Precipitation Reaction Mechanisms of Mineral Deposits Simulated with a Fluid Mixing Model

Abstract

Nonmagmatic, carbonate-hosted epigenetic hydrothermal Pb–Zn deposits similar to those at the Huize Pb–Zn Mine are widespread across the Sichuan–Yunnan–Guizhou (SYG) polymetallic province. The precipitation mechanisms of these geologically intriguing deposits are an area of interest for many researchers. To simulate the underlying precipitation reaction mechanisms and dynamics of each aspect, a fluid mixing model for metal sulfide precipitation was used in a series of experiments, where solutions that contain Pb/Zn chloride complexes and sulfide were subjected to pH changes, water-rock reactions, and dilutions.
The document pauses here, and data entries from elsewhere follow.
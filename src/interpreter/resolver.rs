//! Transition resolution: picking the next state and action list for an
//! event.
//!
//! Candidates come from the current state's `on` table; when the state
//! defines no handler for the event's kind, the definition's global `on`
//! table is consulted instead. Candidates are tried strictly in declaration
//! order and the first whose guard passes (or which has no guard) wins. An
//! event matching nothing is dropped without error.

use crate::core::{Context, Event};
use crate::machine::state::{StateDef, TransitionSpec};
use crate::machine::MachineDefinition;

/// Outcome of resolving an event: where to go and what to run.
#[derive(Clone, Debug)]
pub(crate) struct Resolution {
    /// `None` for internal transitions.
    pub target: Option<String>,
    pub actions: Vec<String>,
}

/// Resolve an event against the current state, falling back to the global
/// handlers.
pub(crate) fn resolve_event(
    def: &MachineDefinition,
    state: &StateDef,
    ctx: &Context,
    event: &Event,
) -> Option<Resolution> {
    let candidates = state
        .on
        .get(event.kind())
        .or_else(|| def.on.get(event.kind()))?;
    first_match(def, candidates, ctx, event)
}

/// Resolve a transient state's `always` candidates against the synthetic
/// internal event.
pub(crate) fn resolve_always(
    def: &MachineDefinition,
    state: &StateDef,
    ctx: &Context,
) -> Option<Resolution> {
    first_match(def, &state.always, ctx, &Event::internal())
}

/// Resolve a single spec (used for `after` timers, which carry exactly one
/// candidate).
pub(crate) fn resolve_single(
    def: &MachineDefinition,
    spec: &TransitionSpec,
    ctx: &Context,
    event: &Event,
) -> Option<Resolution> {
    def.guard_passes(spec.guard.as_ref(), ctx, event)
        .then(|| Resolution {
            target: spec.target.clone(),
            actions: spec.actions.clone(),
        })
}

fn first_match(
    def: &MachineDefinition,
    candidates: &[TransitionSpec],
    ctx: &Context,
    event: &Event,
) -> Option<Resolution> {
    candidates
        .iter()
        .find_map(|spec| resolve_single(def, spec, ctx, event))
}
//! Event injection capability for activities and child machines.
//!
//! The interpreter owns a mailbox; activities and child interpreters hold
//! [`EventSender`] handles onto it. Injected events are buffered and
//! delivered with ordinary run-to-completion ordering the next time the
//! owning interpreter processes (`send`, `advance`, or `pump`). Once the
//! mailbox is closed by `stop`, or the interpreter is dropped, every send
//! through a handle becomes a no-op.

use std::collections::VecDeque;
use std::sync::{Arc, Mutex, PoisonError, Weak};

use tracing::trace;

use crate::core::event::Event;

#[derive(Debug, Default)]
struct Inner {
    queue: VecDeque<Event>,
    closed: bool,
}

/// Buffered inbox owned by one interpreter.
#[derive(Debug, Default)]
pub(crate) struct Mailbox {
    inner: Arc<Mutex<Inner>>,
}

impl Mailbox {
    pub(crate) fn new() -> Self {
        Self::default()
    }

    /// Hand out a sender handle onto this mailbox.
    pub(crate) fn sender(&self) -> EventSender {
        EventSender {
            inner: Arc::downgrade(&self.inner),
        }
    }

    /// Take every buffered event, oldest first.
    pub(crate) fn drain(&self) -> Vec<Event> {
        let mut inner = self.inner.lock().unwrap_or_else(PoisonError::into_inner);
        inner.queue.drain(..).collect()
    }

    /// Close the mailbox. Subsequent sends are dropped and anything still
    /// buffered is discarded.
    pub(crate) fn close(&self) {
        let mut inner = self.inner.lock().unwrap_or_else(PoisonError::into_inner);
        inner.closed = true;
        inner.queue.clear();
    }
}

/// Capability to inject events into an interpreter's queue.
///
/// Cloneable and cheap. Sends after the owning interpreter stopped (or was
/// dropped) are silently discarded, so late callbacks from external
/// resources can never resurrect a stopped machine.
#[derive(Clone, Debug)]
pub struct EventSender {
    inner: Weak<Mutex<Inner>>,
}

impl EventSender {
    /// Enqueue an event for the owning interpreter.
    pub fn send(&self, event: impl Into<Event>) {
        let event = event.into();
        let Some(inner) = self.inner.upgrade() else {
            trace!(kind = event.kind(), "send to dropped interpreter discarded");
            return;
        };
        let mut inner = inner.lock().unwrap_or_else(PoisonError::into_inner);
        if inner.closed {
            trace!(kind = event.kind(), "send to stopped interpreter discarded");
            return;
        }
        inner.queue.push_back(event);
    }
}

#[cfg(test)]
mod tests {
    use super::*;

    #[test]
    fn sent_events_drain_in_order() {
        let mailbox = Mailbox::new();
        let sender = mailbox.sender();

        sender.send("FIRST");
        sender.send("SECOND");

        let drained = mailbox.drain();
        assert_eq!(drained, vec![Event::new("FIRST"), Event::new("SECOND")]);
        assert!(mailbox.drain().is_empty());
    }

    #[test]
    fn close_discards_buffered_and_future_events() {
        let mailbox = Mailbox::new();
        let sender = mailbox.sender();

        sender.send("BUFFERED");
        mailbox.close();
        sender.send("LATE");

        assert!(mailbox.drain().is_empty());
    }

    #[test]
    fn send_after_drop_is_a_noop() {
        let mailbox = Mailbox::new();
        let sender = mailbox.sender();
        drop(mailbox);

        sender.send("LATE");
    }

    #[test]
    fn senders_are_cloneable() {
        let mailbox = Mailbox::new();
        let sender = mailbox.sender();
        let clone = sender.clone();

        sender.send("A");
        clone.send("B");

        assert_eq!(mailbox.drain().len(), 2);
    }
}
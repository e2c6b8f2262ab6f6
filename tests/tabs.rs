//! Scenario tests for a tabs machine: focus movement with and without
//! looping, selection, and blur.

use serde_json::{json, Value};
use uimachines::{Context, Event, Interpreter, MachineBuilder, MachineDefinition, StateBuilder, TransitionBuilder};

fn tab_ids(ctx: &Context) -> Vec<String> {
    ctx.get("tabIds")
        .and_then(Value::as_array)
        .map(|ids| {
            ids.iter()
                .filter_map(Value::as_str)
                .map(str::to_string)
                .collect()
        })
        .unwrap_or_default()
}

/// Index of the focused tab's neighbor, honoring the `loop` flag: at the
/// edge, a looping tablist wraps while a non-looping one stays put.
fn step(ctx: &mut Context, forward: bool) {
    let ids = tab_ids(ctx);
    let Some(focused) = ctx.get_str("focusedId").map(str::to_string) else {
        return;
    };
    let Some(idx) = ids.iter().position(|id| *id == focused) else {
        return;
    };
    let looping = ctx.get_bool("loop") == Some(true);
    let last = ids.len() - 1;
    let next = match (forward, idx, looping) {
        (true, i, _) if i < last => i + 1,
        (true, _, true) => 0,
        (true, i, false) => i,
        (false, 0, true) => last,
        (false, 0, false) => 0,
        (false, i, _) => i - 1,
    };
    ctx.set("focusedId", ids[next].clone());
}

fn tabs_machine(loop_focus: bool) -> MachineDefinition {
    MachineBuilder::new("tabs")
        .initial("idle")
        .context(json!({
            "tabIds": ["a", "b", "c"],
            "value": "a",
            "focusedId": null,
            "loop": loop_focus,
        }))
        .state(
            "idle",
            StateBuilder::new().on(
                "TAB_FOCUS",
                TransitionBuilder::to("focused").action("setFocusedId"),
            ),
        )
        .state(
            "focused",
            StateBuilder::new()
                .on("TAB_FOCUS", TransitionBuilder::internal().action("setFocusedId"))
                .on("ARROW_RIGHT", TransitionBuilder::internal().action("focusNext"))
                .on("ARROW_LEFT", TransitionBuilder::internal().action("focusPrev"))
                .on("TAB_CLICK", TransitionBuilder::internal().action("setValue"))
                .on("BLUR", TransitionBuilder::to("idle").action("clearFocusedId")),
        )
        .action("setFocusedId", |ctx, evt, _| {
            if let Some(id) = evt.get_str("id") {
                ctx.set("focusedId", id.to_string());
            }
        })
        .action("clearFocusedId", |ctx, _, _| ctx.set("focusedId", Value::Null))
        .action("focusNext", |ctx, _, _| step(ctx, true))
        .action("focusPrev", |ctx, _, _| step(ctx, false))
        .action("setValue", |ctx, evt, _| {
            if let Some(id) = evt.get_str("id") {
                ctx.set("value", id.to_string());
            }
        })
        .build()
        .unwrap()
}

fn focused(interp: &Interpreter) -> Option<String> {
    interp.state().context.get_str("focusedId").map(str::to_string)
}

#[test]
fn next_from_last_wraps_when_looping() {
    let mut tabs = Interpreter::new(tabs_machine(true));
    tabs.start().unwrap();

    tabs.send(Event::new("TAB_FOCUS").with("id", "c")).unwrap();
    tabs.send("ARROW_RIGHT").unwrap();

    assert_eq!(focused(&tabs), Some("a".into()));
}

#[test]
fn next_from_last_stays_put_without_looping() {
    let mut tabs = Interpreter::new(tabs_machine(false));
    tabs.start().unwrap();

    tabs.send(Event::new("TAB_FOCUS").with("id", "c")).unwrap();
    tabs.send("ARROW_RIGHT").unwrap();

    assert_eq!(focused(&tabs), Some("c".into()));
}

#[test]
fn prev_from_first_wraps_when_looping() {
    let mut tabs = Interpreter::new(tabs_machine(true));
    tabs.start().unwrap();

    tabs.send(Event::new("TAB_FOCUS").with("id", "a")).unwrap();
    tabs.send("ARROW_LEFT").unwrap();

    assert_eq!(focused(&tabs), Some("c".into()));
}

#[test]
fn prev_from_first_stays_put_without_looping() {
    let mut tabs = Interpreter::new(tabs_machine(false));
    tabs.start().unwrap();

    tabs.send(Event::new("TAB_FOCUS").with("id", "a")).unwrap();
    tabs.send("ARROW_LEFT").unwrap();

    assert_eq!(focused(&tabs), Some("a".into()));
}

#[test]
fn arrows_walk_the_tablist_in_order() {
    let mut tabs = Interpreter::new(tabs_machine(true));
    tabs.start().unwrap();

    tabs.send(Event::new("TAB_FOCUS").with("id", "a")).unwrap();
    tabs.send("ARROW_RIGHT").unwrap();
    assert_eq!(focused(&tabs), Some("b".into()));
    tabs.send("ARROW_RIGHT").unwrap();
    assert_eq!(focused(&tabs), Some("c".into()));
    tabs.send("ARROW_LEFT").unwrap();
    assert_eq!(focused(&tabs), Some("b".into()));
}

#[test]
fn click_selects_without_moving_focus() {
    let mut tabs = Interpreter::new(tabs_machine(true));
    tabs.start().unwrap();

    tabs.send(Event::new("TAB_FOCUS").with("id", "b")).unwrap();
    tabs.send(Event::new("TAB_CLICK").with("id", "b")).unwrap();

    let snapshot = tabs.state();
    assert_eq!(snapshot.value, "focused");
    assert_eq!(snapshot.context.get_str("value"), Some("b"));
    assert_eq!(focused(&tabs), Some("b".into()));
}

#[test]
fn blur_returns_to_idle_and_clears_focus() {
    let mut tabs = Interpreter::new(tabs_machine(true));
    tabs.start().unwrap();

    tabs.send(Event::new("TAB_FOCUS").with("id", "b")).unwrap();
    tabs.send("BLUR").unwrap();

    assert!(tabs.matches("idle"));
    assert_eq!(focused(&tabs), None);
}

#[test]
fn arrow_keys_do_nothing_while_idle() {
    let mut tabs = Interpreter::new(tabs_machine(true));
    tabs.start().unwrap();
    let before = tabs.state();

    tabs.send("ARROW_RIGHT").unwrap();
    assert_eq!(tabs.state(), before);
}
Based on the results of these experiments, thermodynamic phase diagrams, and other experimental findings, a fluid mixing genetic model was developed for SYG Pb–Zn deposits, and this model was used to analyze the mechanisms of metal sulfide precipitation. The results indicate that acidic fluids in the form of chloride complexes transported Pb and Zn, whereas sulfide exists in the form of H2S within these fluids. The precipitation of metal sulfides occurs when these fluids undergo changes in pH, water-rock reactions, or isothermal dilution. The pH changes were found to be the most effective method for the induction of sulfide precipitation, followed by dilution and then water-rock reactions. The formation of sulfide precipitates due to pH changes, water-rock reactions, and dilution can be attributed to a single mechanism, i.e., changes in the pH of the fluid. Therefore, changes in pH are the primary mechanism of sulfide precipitation.